A more effective way to think of mathematical statements (more effective in the sense that you'll get more and more useful results) is that they describe the behavior of genuine objects, naturals and reals and sets and so on, and that we want axioms that say true things about those objects, rather than false things. Beyond the simplest statements, which axioms are true as opposed to false is not always self-evident or immediately accessible to the intuition, and therefore the investigation gains an empirical component.
For one example, Gottlob Frege's formalized version of set theory (Will Bailey says Frege didn't talk about sets per se; I have to look into that) was on its face not an unreasonable hypothesis, but it was utterly refuted by Russell's paradox. The modern conception of set theory, based on the von Neumann hierarchy, has not been refuted. This is an empirical difference.
Continuing along these lines, perhaps the most clearly empirical investigation into mathematical axiomatics since the 1930s has been the program of large cardinal hypotheses.
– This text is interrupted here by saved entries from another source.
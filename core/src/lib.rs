//! # Jibu Core
//!
//! Domain layer for the Jibu client SDK. This crate contains the wire
//! entities exchanged with the backend, the credential store abstraction,
//! the session expiry observer seam, and the structured API error type.

pub mod credentials;
pub mod domain;
pub mod errors;
pub mod session;

// Re-export commonly used types for convenience
pub use credentials::{CredentialStore, MemoryCredentialStore};
pub use domain::*;
pub use errors::ApiError;
pub use session::SessionListener;
//! Big integers serialize as their canonical numeral,
//! so that no precision is lost in formats such as JSON.

use {
    super::BigInt,
    serde::{Deserialize, Deserializer, Serialize, Serializer, de},
    std::fmt,
};

impl Serialize for BigInt
{
    fn serialize<S>(&self, serializer: S) -> Result<S::Ok, S::Error>
        where S: Serializer
    {
        serializer.collect_str(self)
    }
}

impl<'de> Deserialize<'de> for BigInt
{
    fn deserialize<D>(deserializer: D) -> Result<Self, D::Error>
        where D: Deserializer<'de>
    {
        deserializer.deserialize_str(NumeralVisitor)
    }
}

struct NumeralVisitor;

impl<'de> de::Visitor<'de> for NumeralVisitor
{
    type Value = BigInt;

    fn expecting(&self, f: &mut fmt::Formatter) -> fmt::Result
    {
        f.write_str("a decimal numeral")
    }

    fn visit_str<E>(self, numeral: &str) -> Result<Self::Value, E>
        where E: de::Error
    {
        BigInt::from_numeral(numeral).map_err(E::custom)
    }
}

#[cfg(test)]
mod tests
{
    use super::*;

    #[test]
    fn json()
    {
        let value = BigInt::from_numeral("-123456789012345678901234567890")
            .unwrap();
        let json = serde_json::to_string(&value).unwrap();
        assert_eq!(json, "\"-123456789012345678901234567890\"");
        let back: BigInt = serde_json::from_str(&json).unwrap();
        assert_eq!(back, value);
    }

    #[test]
    fn json_invalid()
    {
        let error = serde_json::from_str::<BigInt>("\"12a3\"").unwrap_err();
        assert!(error.to_string().contains("Invalid character 'a'"));
        assert!(serde_json::from_str::<BigInt>("123").is_err());
    }
}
The empirical confirmation/disconfirmation of these is not purely restricted to finding contradictions (though a couple of these hypotheses have been refuted in this way); there is also the intricate interplay between large cardinals and levels of determinacy and regularity properties of sets of reals.
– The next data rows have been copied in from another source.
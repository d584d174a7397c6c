use {
    super::BigInt,
    crate::limbs::{LIMB_BASE, Limbs},
    std::{mem::take, ops::MulAssign},
    tracing::instrument,
};

/// Accumulators at or above this are folded into the carry.
///
/// A limb product is less than 10^18, so after folding
/// the accumulator stays below 9 * 10^18, well within `u64`.
const FOLD_THRESHOLD: u64 = 8_000_000_000_000_000_000;

const BASE: u64 = LIMB_BASE as u64;

impl BigInt
{
    /// Multiply this value by another value.
    ///
    /// Any combination of signs is permitted.
    /// A zero product is always positive.
    #[instrument(
        level = "trace",
        skip_all,
        fields(lhs_limbs = self.magnitude.len(), rhs_limbs = other.magnitude.len())
    )]
    pub fn mul_in_place(&mut self, other: &BigInt)
    {
        // Take ownership of the old limbs, as we build new ones.
        let lhs = take(&mut self.magnitude);
        let rhs = &other.magnitude;

        self.sign = self.sign.product(other.sign);
        if !lhs.is_empty() && !rhs.is_empty() {
            self.magnitude = convolve(&lhs, rhs);
        }

        self.normalize();
    }
}

/// Schoolbook product of two non-empty magnitudes.
fn convolve(lhs: &Limbs, rhs: &Limbs) -> Limbs
{
    let positions = lhs.len() + rhs.len() - 1;
    let mut result = Limbs::with_front_capacity(positions + 1);
    let mut carry: u64 = 0;

    // Each position sums the products of limbs whose indices add up to it.
    // Positions are computed least significant first and prepended.
    for position in 0 .. positions {
        let mut acc = carry;
        carry = 0;

        let first = position.saturating_sub(rhs.len() - 1);
        let last = position.min(lhs.len() - 1);
        for i in first ..= last {
            acc += lhs.low(i) as u64 * rhs.low(position - i) as u64;
            if acc >= FOLD_THRESHOLD {
                carry += acc / BASE;
                acc %= BASE;
            }
        }

        carry += acc / BASE;
        result.push_front((acc % BASE) as u32);
    }

    while carry != 0 {
        result.push_front((carry % BASE) as u32);
        carry /= BASE;
    }

    result
}

impl MulAssign<&BigInt> for BigInt
{
    fn mul_assign(&mut self, other: &BigInt)
    {
        self.mul_in_place(other);
    }
}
Peter Koellner has written a truly excellent paper called On the Question of Absolute Undecidability, which I won't link in case there are any copyright issues but which you can find in five seconds through Google. I cannot recommend this paper enough for anyone interested in these questions; in addition to its other merits it has a great summary of these developments in the 20th century. --Trovatore (talk) 22:11, 24 November 2009 (UTC)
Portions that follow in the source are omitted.